The number of U.S. fatal drug overdoses has more than doubled in the past eight years, with about 110,000 such deaths in 2022, according to the National Institutes of Health.
The leading cause of death, by far, is fentanyl, which has gone from prescription pain reliever to a synthetic opioid furtively smuggled into the country, and consumed illicitly in pill or powder form.
Behavioral health care providers have, at least, curbed the rise of deaths and hospitalizations, after going through multiple struggles in treating fentanyl, a substance exponentially more powerful than heroin and similar opioids.
“We are going through about the fourth wave of the opioid epidemic,” Adam Bisaga, the medical director at Ophelia, a New York-headquartered company that provides telehealth treatment for opioid use disorder, or OUD, told Addiction Treatment Business. “The way we are treating people has had to change.”
Broadly, there are three ways OUD treatment has changed in recent years.
A growing acceptance of OUD medication among providers
As recently as five years ago, there was a debate about whether patients dependent on fentanyl should take a different synthetic opioid, buprenorphine, that would wean them off addiction.
But today “there is a lot less controversy over whether buprenorphine should be used,” according to Adam Scioli, medical director at Wernersville, Pennsylvania-based Caron Treatment Centers. “The discussion now is based on duration and when to discontinue.”
Fentanyl is such an addictive drug that providers find it necessary to first give patients just two milligrams a day of buprenorphine, even having patients continue to use fentanyl for the first week, Bisaga told ATB.
Afterwards, patients should take 16-24 milligrams per day of buprenorphine, both Bisaga and Scioli said, a possible jump from the FDA’s recommended 16 milligrams each day for OUD treatment.
Added buprenorphine is also the view of a National Institute of Drug Abuse study published in September that said current buprenorphine dosage levels are based on treating heroin.
Regardless of the exact medication level, a consensus has emerged that buprenorphine is a needed first step, before patients are treated for underlying psychiatric issues.
“The patient can then move past addiction, and begin with the real problems they need to solve like relationships and finances,” Bisaga said.
A more active relationship with pharmacies
But if providers see buprenorphine as necessary, pharmacies are skittish.
In July, Scott Weiner, director of research at Bicycle Health, published a research letter in the Journal of the American Medical Association, regarding what U.S. pharmacies had in stock buprenorphine and naloxone, the emergency opioid antidote often under the brand name Narcan.
Weiner found that just 57% pharmacies carried the OUD drugs in stock, a finding that bolstered prior studies that pharmacies, including Walmart, worry about regulatory penalties or liability from fraudulent prescriptions or drug misuse.
“Pharmacies are scared of being sued,” Bisaga said. “We are spending a lot of money because we are calling various pharmacies.”
“One of the biggest challenges is still pharmacies,” Weiner also told ATB.
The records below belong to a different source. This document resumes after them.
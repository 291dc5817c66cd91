//! Encryption/decryption traits implemented by the key types, letting
//! `Encryptor`-shaped code accept either a [`crate::secret_key::SecretKey`]
//! or a [`crate::public_key::PublicKey`] uniformly.

use crate::ciphertext::Ciphertext;
use crate::error::Result;
use crate::plaintext::Plaintext;
use rand::RngCore;

/// Implemented by both key types: encrypts a [`Plaintext`] into a fresh,
/// size-2 [`Ciphertext`].
pub trait Encryptor {
	fn encrypt<R: RngCore>(&self, pt: &Plaintext, rng: &mut R) -> Result<Ciphertext>;
}

/// Implemented by [`crate::secret_key::SecretKey`]: recovers the plaintext
/// encrypted under a ciphertext.
pub trait Decryptor {
	fn decrypt(&self, ct: &Ciphertext) -> Result<Plaintext>;
}
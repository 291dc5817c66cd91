//! Error type shared by every number-theoretic and RNS primitive.

use thiserror::Error;

/// Failure modes that can arise while building or using the math primitives.
///
/// These are precomputation-time or caller-bug errors, not runtime conditions
/// that an attacker or ordinary operation is expected to trigger: a modulus
/// is only found non-invertible if the caller handed in parameters that were
/// never coprime in the first place.
#[derive(Error, Debug, Clone, PartialEq, Eq)]
pub enum Error {
	/// `invert_mod` was asked to invert an element that shares a factor with
	/// the modulus.
	#[error("{0} has no inverse modulo {1}")]
	NotInvertible(u64, u64),

	/// The prime search exhausted its candidate range before finding enough
	/// primes satisfying the requested bit-length and congruence.
	#[error("could not find {count} distinct {bit_size}-bit primes congruent to 1 mod {modulus}")]
	NotEnoughPrimes {
		/// Requested bit length.
		bit_size: usize,
		/// Requested prime count.
		count: usize,
		/// The congruence modulus (2N).
		modulus: u64,
	},

	/// A modulus passed to [`crate::rns::RnsBase`] or [`crate::modulus::Modulus`]
	/// is unusable (zero, one, or exceeds the supported bit width).
	#[error("invalid modulus {0}")]
	InvalidModulus(u64),

	/// Two RNS bases that should have agreed on something (size, coprimality)
	/// did not.
	#[error("{0}")]
	InvalidBase(String),
}

/// Convenience alias used throughout this crate.
pub type Result<T> = std::result::Result<T, Error>;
Part of pharmacist’s fear, Weiner argued, is a possible misunderstanding that the opioid crisis is being caused by misuse of prescription opioids. In fact, he said, the vast majority of OUD patients are taking fentanyl imported into the country and sold in the illegal drug market, often mixed to increase the potency of another drug.
Whatever the reason, providers are having to “weed specific pharmacies out,” Scioli said, and direct patients to carefully selected partners who have agreed to prescribe OUD medication.
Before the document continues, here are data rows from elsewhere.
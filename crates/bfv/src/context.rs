//! [`Context`]: the immutable, precomputed bundle derived from
//! [`EncryptionParams`] that every other component borrows.

use crate::error::Result;
use crate::params::EncryptionParams;
use crate::plaintext::Plaintext;
use fhe_math::{Poly, RnsBase, RnsTool};
use num_bigint::BigUint;
use std::rc::Rc;
use tracing::debug;

/// Precomputed state shared by every BFV operation: the ciphertext RNS base,
/// the [`RnsTool`] used for multiplication and decryption, and the scaling
/// constants (`delta`, `q_mod_t`) that relate the plaintext and ciphertext
/// moduli.
#[derive(Debug)]
pub struct Context {
	params: EncryptionParams,
	q_base: Rc<RnsBase>,
	rns_tool: RnsTool,
	/// `floor(Q / t)`, decomposed per `q_i`: the scaling factor applied to a
	/// plaintext before it is added into a fresh ciphertext.
	delta: Vec<u64>,
	/// `Q mod t`.
	q_mod_t: u64,
}

impl Context {
	/// Validates and precomputes everything derived from `params`.
	pub fn new(params: EncryptionParams) -> Result<Rc<Self>> {
		let degree = params.degree();
		let moduli = params.ciphertext_moduli().to_vec();

		let q_base = Rc::new(RnsBase::new(&moduli)?);
		let rns_tool = RnsTool::new(degree, &moduli)?;

		let q = q_base.product();
		let t = BigUint::from(params.plaintext_modulus());
		let delta_value = q / &t;
		let delta = q_base.decompose(&delta_value);
		let q_mod_t = (q % &t).iter_u64_digits().next().unwrap_or(0);

		debug!(degree, moduli = moduli.len(), "built BFV context");

		Ok(Rc::new(Self {
			params,
			q_base,
			rns_tool,
			delta,
			q_mod_t,
		}))
	}

	pub fn params(&self) -> &EncryptionParams {
		&self.params
	}

	pub fn degree(&self) -> usize {
		self.params.degree()
	}

	pub fn plaintext_modulus(&self) -> u64 {
		self.params.plaintext_modulus()
	}

	pub fn q_base(&self) -> &Rc<RnsBase> {
		&self.q_base
	}

	pub fn rns_tool(&self) -> &RnsTool {
		&self.rns_tool
	}

	/// `floor(Q/t)`, one residue per `q_i`.
	pub fn delta(&self) -> &[u64] {
		&self.delta
	}

	/// `Q mod t`.
	pub fn q_mod_t(&self) -> u64 {
		self.q_mod_t
	}

	/// Lifts `pt` into `R_q` without scaling: each coefficient, which is
	/// already `< t < q_i`, is reused directly as the residue in every
	/// channel.
	pub fn lift_plaintext(&self, pt: &Plaintext) -> Poly {
		let rows: Vec<Vec<u64>> = self
			.q_base
			.moduli()
			.iter()
			.map(|_| pt.values().to_vec())
			.collect();
		Poly::from_rows(&self.q_base, self.degree(), &rows)
	}

	/// Lifts `pt` into `R_q` scaled by `delta = floor(Q/t)`: the polynomial
	/// added to a fresh ciphertext's first component during encryption.
	pub fn scale_plaintext(&self, pt: &Plaintext) -> Poly {
		let moduli = self.q_base.moduli();
		let rows: Vec<Vec<u64>> = moduli
			.iter()
			.zip(&self.delta)
			.map(|(m, &delta_i)| pt.values().iter().map(|&v| m.mul(v, delta_i)).collect())
			.collect();
		Poly::from_rows(&self.q_base, self.degree(), &rows)
	}
}

impl PartialEq for Context {
	fn eq(&self, other: &Self) -> bool {
		std::ptr::eq(self, other)
	}
}

impl Eq for Context {}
Providers are trying to instill an “attitudinal shift,” Scioli said, with pharmacists.
More frequent, if remote, check-ins
Creating more touchpoints with patients has also been an important development.
“With fentanyl, the relapse rate is much higher, and there is an urgency,” Scioli said. “You need to continue to monitor the patient very closely with not just the signs they exhibit, but the symptoms they report.”
Part of the reason, Weiner said, is a lack of clarity regarding what patients are using. When patients misuse prescription drugs, it is easier to determine medication or dosage than an opioid purchased illegally, where the amount of fentanyl, and what it may be mixed with, is unclear.
At Ophelia, Bisaga said, telehealth counselors check-in a few times a week and even every day when patients begin taking buprenorphine.
Recently, the Drug Enforcement Administration extended a COVID-era change letting buprenorphine be prescribed over telehealth. Still, even if prescriptions can be made remotely, telehealth’s financial future depends on insurers.
“We have to negotiate bundle payments with insurers,” Bisaga said. “Right now, we cannot bill for three-times-a-week visits.”
Whether more frequent check-ins can be reimbursed is a looming challenge. For now, Bisaga said, patients benefit from continual “education and assurance.”